*** SUPPLIED MATERIAL ***

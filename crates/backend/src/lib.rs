//! Mailbox phishing scanner backend.
//!
//! Signs a user in against the identity provider, subscribes to their inbox,
//! classifies incoming mail with an external model and keeps the verdicts.

use std::sync::Arc;
use std::time::Duration;

use axum::{
    http::{header, Method},
    routing::{get, patch, post},
    Router,
};
use tower_http::{
    cors::{AllowOrigin, CorsLayer},
    trace::TraceLayer,
};

pub mod auth;
pub mod classifier;
pub mod config;
pub mod db;
pub mod error;
pub mod graph;
pub mod handlers;
pub mod models;
pub mod repository;
pub mod scanner;
mod schema;

use auth::{CredentialStore, OAuthClient};
use classifier::ClassificationClient;
use config::Config;
use graph::GraphClient;
use repository::SharedStore;
use scanner::{RetryPolicy, ScanQueue, ScanWorker};

/// Shared state handed to every handler
#[derive(Clone)]
pub struct AppState {
    pub config: Arc<Config>,
    pub credentials: CredentialStore,
    pub oauth: OAuthClient,
    pub graph: GraphClient,
    pub classifier: ClassificationClient,
    pub store: SharedStore,
    pub scan_queue: ScanQueue,
}

impl AppState {
    /// Wire every collaborator to the same outbound HTTP client.
    pub fn new(config: Config, http: reqwest::Client, store: SharedStore, scan_queue: ScanQueue) -> Self {
        let oauth = OAuthClient::new(http.clone(), config.provider.clone());
        let graph = GraphClient::new(http.clone(), &config.provider);
        let classifier = ClassificationClient::new(http, config.classifier_url.clone());

        Self {
            config: Arc::new(config),
            credentials: CredentialStore::new(),
            oauth,
            graph,
            classifier,
            store,
            scan_queue,
        }
    }

    /// Worker that scans queued messages with this state's token and clients.
    pub fn scan_worker(&self) -> ScanWorker {
        ScanWorker {
            credentials: self.credentials.clone(),
            graph: self.graph.clone(),
            classifier: self.classifier.clone(),
            store: self.store.clone(),
            retry: RetryPolicy::default(),
        }
    }
}

pub fn router(state: AppState) -> Router {
    Router::new()
        .route("/health", get(handlers::health_check))
        // OAuth and subscription
        .route("/auth", get(auth::start_auth))
        .route("/callback", get(auth::auth_callback))
        .route("/subscribe", get(auth::subscribe).post(auth::subscribe))
        .route("/me", get(auth::whoami))
        .route(
            "/notifications",
            get(handlers::receive_notification).post(handlers::receive_notification),
        )
        // Classification
        .route("/predict", post(handlers::predict))
        // Scan records
        .route("/phishing-emails", get(handlers::list_phishing_emails))
        .route("/store-email", post(handlers::store_email))
        .route("/emails", get(handlers::list_emails))
        .route(
            "/update-email-status/:id",
            patch(handlers::update_email_status),
        )
        .route("/store-scanned-email", post(handlers::store_scanned_email))
        .layer(build_cors_layer())
        .layer(TraceLayer::new_for_http())
        .with_state(state)
}

/// Outbound HTTP client shared by the token exchange, mail API and classifier.
pub fn build_http_client(timeout: Duration) -> reqwest::Result<reqwest::Client> {
    reqwest::Client::builder().timeout(timeout).build()
}

/// Build CORS layer based on environment configuration.
///
/// If CORS_ALLOWED_ORIGINS is set, only those origins are allowed.
/// If not set, defaults to permissive CORS (for development only).
fn build_cors_layer() -> CorsLayer {
    let allowed_origins = std::env::var("CORS_ALLOWED_ORIGINS").ok();

    match allowed_origins {
        Some(origins) => {
            let origins: Vec<_> = origins
                .split(',')
                .filter_map(|s| s.trim().parse().ok())
                .collect();

            if origins.is_empty() {
                tracing::warn!(
                    "CORS_ALLOWED_ORIGINS is set but empty, using permissive CORS (not recommended for production)"
                );
                CorsLayer::permissive()
            } else {
                tracing::info!("CORS configured for origins: {:?}", origins);
                CorsLayer::new()
                    .allow_origin(AllowOrigin::list(origins))
                    .allow_methods([Method::GET, Method::POST, Method::PATCH, Method::OPTIONS])
                    .allow_headers([
                        header::ORIGIN,
                        header::CONTENT_TYPE,
                        header::ACCEPT,
                        header::AUTHORIZATION,
                    ])
                    .allow_credentials(true)
            }
        }
        None => {
            tracing::warn!(
                "CORS_ALLOWED_ORIGINS not set, using permissive CORS (not recommended for production)"
            );
            CorsLayer::permissive()
        }
    }
}
//! HTTP, SSE and WebSocket surface over the sync core.
//!
//! All session routes live under `/v1`. Errors are returned as
//! `{"error": <message>, "code": <status>}`.

mod participants;
mod sessions;
mod ws;

use axum::{
    extract::State,
    http::{Method, StatusCode},
    response::{IntoResponse, Response},
    routing::{get, patch, put},
    Json, Router,
};
use serde::Serialize;
use std::sync::Arc;
use std::time::Instant;
use tower_http::cors::{Any, CorsLayer};
use tower_http::trace::TraceLayer;

use crate::storage::StorageStats;
use crate::sync::protocol::PROTOCOL_VERSION;
use crate::sync::server::ServerStats;
use crate::sync::{SyncError, SyncServer};

/// Shared application state
pub struct AppState {
    pub sync: Arc<SyncServer>,
    pub started_at: Instant,
}

impl AppState {
    pub fn new(sync: Arc<SyncServer>) -> Self {
        Self {
            sync,
            started_at: Instant::now(),
        }
    }
}

/// A core error rendered as an HTTP response
#[derive(Debug)]
pub struct ApiError(pub SyncError);

impl From<SyncError> for ApiError {
    fn from(err: SyncError) -> Self {
        Self(err)
    }
}

impl ApiError {
    fn status(&self) -> StatusCode {
        match &self.0 {
            SyncError::SessionNotFound(_) | SyncError::ParticipantNotFound(_) => {
                StatusCode::NOT_FOUND
            }
            SyncError::UnsupportedLanguage(_) | SyncError::InvalidMessage(_) => {
                StatusCode::BAD_REQUEST
            }
            SyncError::DuplicateParticipant(_) | SyncError::SessionFull(_) => StatusCode::CONFLICT,
            SyncError::Storage(_) | SyncError::Internal(_) => StatusCode::INTERNAL_SERVER_ERROR,
        }
    }
}

#[derive(Serialize)]
struct ErrorBody {
    error: String,
    code: u16,
}

impl IntoResponse for ApiError {
    fn into_response(self) -> Response {
        let status = self.status();
        if status.is_server_error() {
            tracing::error!("Request failed: {}", self.0);
        }
        let body = ErrorBody {
            error: self.0.to_string(),
            code: status.as_u16(),
        };
        (status, Json(body)).into_response()
    }
}

pub type ApiResult<T> = Result<T, ApiError>;

#[derive(Debug, Serialize)]
#[serde(rename_all = "camelCase")]
struct HealthResponse {
    status: &'static str,
    version: &'static str,
    protocol_version: u8,
    uptime_seconds: u64,
    sync: ServerStats,
    storage: StorageStats,
}

async fn health_check(State(state): State<Arc<AppState>>) -> impl IntoResponse {
    Json(HealthResponse {
        status: "healthy",
        version: env!("CARGO_PKG_VERSION"),
        protocol_version: PROTOCOL_VERSION,
        uptime_seconds: state.started_at.elapsed().as_secs(),
        sync: state.sync.stats(),
        storage: state.sync.storage().stats(),
    })
}

async fn index() -> &'static str {
    "CodeLive session server. API under /v1/sessions"
}

/// Build the application router
pub fn router(state: Arc<AppState>) -> Router {
    let cors = CorsLayer::new()
        .allow_origin(Any)
        .allow_methods([
            Method::GET,
            Method::POST,
            Method::PUT,
            Method::PATCH,
            Method::DELETE,
            Method::OPTIONS,
        ])
        .allow_headers(Any);

    let v1 = Router::new()
        .route(
            "/sessions",
            get(sessions::list_sessions).post(sessions::create_session),
        )
        .route(
            "/sessions/:session_id",
            get(sessions::get_session).put(sessions::submit_edit),
        )
        .route("/sessions/:session_id/language", put(sessions::change_language))
        .route("/sessions/:session_id/stream", get(sessions::document_stream))
        .route(
            "/sessions/:session_id/participants",
            get(participants::list_participants).post(participants::join_session),
        )
        .route(
            "/sessions/:session_id/participants/stream",
            get(participants::presence_stream),
        )
        .route(
            "/sessions/:session_id/participants/:participant_id",
            patch(participants::patch_participant).delete(participants::leave_session),
        )
        .route("/sessions/:session_id/ws", get(ws::ws_handler));

    Router::new()
        .route("/", get(index))
        .route("/health", get(health_check))
        .nest("/v1", v1)
        .with_state(state)
        .layer(TraceLayer::new_for_http())
        .layer(cors)
}
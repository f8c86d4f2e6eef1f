//! CodeLive session server.
//!
//! The session synchronization core of a collaborative interview editor:
//! - One authoritative document per session with version-gated
//!   last-writer-wins writes
//! - Participant presence with cursors, typing and online status
//! - Ordered, lossy push streams for document and presence changes
//! - A client-side sync agent that debounces edits, suppresses its own
//!   echoes and adopts the authoritative state on conflict

pub mod api;
pub mod client;
pub mod config;
pub mod language;
pub mod storage;
pub mod sync;
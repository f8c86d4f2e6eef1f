//! Sled-based storage for session records and participant lists.
//!
//! Two trees, both keyed by session id:
//! - `sessions`: bincode-encoded `Session`
//! - `participants`: bincode-encoded `Vec<Participant>` in join order

use sled::{Db, Tree};
use std::path::Path;
use thiserror::Error;

use super::StorageConfig;
use crate::sync::presence::Participant;
use crate::sync::session::Session;

/// Errors that can occur during storage operations
#[derive(Error, Debug)]
pub enum StorageError {
    #[error("Sled database error: {0}")]
    Sled(#[from] sled::Error),

    #[error("Serialization error: {0}")]
    Serialization(#[from] bincode::Error),

    #[error("Storage initialization failed: {0}")]
    InitFailed(String),
}

/// Result type for storage operations
pub type StorageResult<T> = Result<T, StorageError>;

const TREE_SESSIONS: &str = "sessions";
const TREE_PARTICIPANTS: &str = "participants";

/// Sled-backed session database
#[derive(Clone)]
pub struct SessionDb {
    db: Db,
    sessions: Tree,
    participants: Tree,
}

impl SessionDb {
    /// Open or create a session database
    pub fn open(config: &StorageConfig) -> StorageResult<Self> {
        let mut sled_config = sled::Config::new()
            .cache_capacity(config.cache_size)
            .flush_every_ms(if config.flush_interval_ms > 0 {
                Some(config.flush_interval_ms)
            } else {
                None
            });

        if config.temporary {
            sled_config = sled_config.temporary(true);
        } else {
            let path = Path::new(&config.path);
            if let Some(parent) = path.parent() {
                std::fs::create_dir_all(parent).map_err(|e| {
                    StorageError::InitFailed(format!("Failed to create directory: {}", e))
                })?;
            }
            sled_config = sled_config.path(path);
        }

        let db = sled_config.open()?;
        let sessions = db.open_tree(TREE_SESSIONS)?;
        let participants = db.open_tree(TREE_PARTICIPANTS)?;

        Ok(Self {
            db,
            sessions,
            participants,
        })
    }

    /// Throwaway database for tests and ephemeral servers
    pub fn temporary() -> StorageResult<Self> {
        Self::open(&StorageConfig::temporary())
    }

    pub fn save_session(&self, session: &Session) -> StorageResult<()> {
        let bytes = bincode::serialize(session)?;
        self.sessions.insert(session.id.as_bytes(), bytes)?;
        Ok(())
    }

    pub fn load_session(&self, session_id: &str) -> StorageResult<Option<Session>> {
        match self.sessions.get(session_id.as_bytes())? {
            Some(bytes) => Ok(Some(bincode::deserialize(&bytes)?)),
            None => Ok(None),
        }
    }

    pub fn session_exists(&self, session_id: &str) -> StorageResult<bool> {
        Ok(self.sessions.contains_key(session_id.as_bytes())?)
    }

    /// Every stored session
    pub fn list_sessions(&self) -> StorageResult<Vec<Session>> {
        let mut sessions = Vec::new();
        for item in self.sessions.iter() {
            let (_, value) = item?;
            sessions.push(bincode::deserialize(&value)?);
        }
        Ok(sessions)
    }

    pub fn save_participants(
        &self,
        session_id: &str,
        participants: &[Participant],
    ) -> StorageResult<()> {
        let bytes = bincode::serialize(participants)?;
        self.participants.insert(session_id.as_bytes(), bytes)?;
        Ok(())
    }

    /// Stored participant list; empty when none was saved
    pub fn load_participants(&self, session_id: &str) -> StorageResult<Vec<Participant>> {
        match self.participants.get(session_id.as_bytes())? {
            Some(bytes) => Ok(bincode::deserialize(&bytes)?),
            None => Ok(Vec::new()),
        }
    }

    /// Delete a session and its participant list
    pub fn delete_session(&self, session_id: &str) -> StorageResult<()> {
        let key = session_id.as_bytes();
        self.sessions.remove(key)?;
        self.participants.remove(key)?;
        Ok(())
    }

    /// Force flush all pending writes to disk
    pub fn flush(&self) -> StorageResult<()> {
        self.db.flush()?;
        Ok(())
    }

    pub fn stats(&self) -> StorageStats {
        StorageStats {
            session_count: self.sessions.len(),
            participant_list_count: self.participants.len(),
            total_size_bytes: self.db.size_on_disk().unwrap_or(0),
        }
    }
}

/// Statistics about the storage
#[derive(Debug, Clone, serde::Serialize)]
#[serde(rename_all = "camelCase")]
pub struct StorageStats {
    pub session_count: usize,
    pub participant_list_count: usize,
    pub total_size_bytes: u64,
}

impl Drop for SessionDb {
    fn drop(&mut self) {
        // Attempt to flush on drop, but don't panic
        let _ = self.db.flush();
    }
}
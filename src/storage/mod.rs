//! Storage module for persistent session snapshots using Sled.
//!
//! Each session id maps to one bincode-encoded `Session` record and one
//! ordered participant list. Writes happen from the server's background save
//! loop, so the in-memory store stays the source of truth while running.

mod sled_store;

pub use sled_store::{SessionDb, StorageError, StorageResult, StorageStats};

/// Configuration for the storage layer
#[derive(Debug, Clone)]
pub struct StorageConfig {
    /// Path to the Sled database directory
    pub path: String,
    /// Cache size in bytes (default: 64MB)
    pub cache_size: u64,
    /// Flush interval in milliseconds (0 = only on explicit flush)
    pub flush_interval_ms: u64,
    /// Throwaway database removed on drop (tests)
    pub temporary: bool,
}

impl Default for StorageConfig {
    fn default() -> Self {
        Self {
            path: "./data/codelive.sled".to_string(),
            cache_size: 64 * 1024 * 1024,
            flush_interval_ms: 500,
            temporary: false,
        }
    }
}

impl StorageConfig {
    pub fn new(path: impl Into<String>) -> Self {
        Self {
            path: path.into(),
            ..Default::default()
        }
    }

    /// In-memory style database that is deleted when closed
    pub fn temporary() -> Self {
        Self {
            temporary: true,
            ..Default::default()
        }
    }

    pub fn with_cache_size(mut self, size: u64) -> Self {
        self.cache_size = size;
        self
    }

    pub fn with_flush_interval_ms(mut self, interval_ms: u64) -> Self {
        self.flush_interval_ms = interval_ms;
        self
    }
}

#[cfg(test)]
mod tests {
    use super::*;

    #[test]
    fn test_storage_config_default() {
        let config = StorageConfig::default();
        assert_eq!(config.path, "./data/codelive.sled");
        assert_eq!(config.cache_size, 64 * 1024 * 1024);
        assert!(!config.temporary);
    }

    #[test]
    fn test_storage_config_builders() {
        let config = StorageConfig::new("/tmp/x.sled")
            .with_cache_size(1024)
            .with_flush_interval_ms(0);
        assert_eq!(config.path, "/tmp/x.sled");
        assert_eq!(config.cache_size, 1024);
        assert_eq!(config.flush_interval_ms, 0);
        assert!(StorageConfig::temporary().temporary);
    }
}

*** End of SUPPLIED MATERIAL ***

* **DESCRIPTION OF THE TASK**: Where a line above contains the word "SyncServer", copy that line.

* **ANSWER TO THE PROBLEM**:
use crate::sync::{SyncError, SyncServer};
    pub sync: Arc<SyncServer>,
    pub fn new(sync: Arc<SyncServer>) -> Self {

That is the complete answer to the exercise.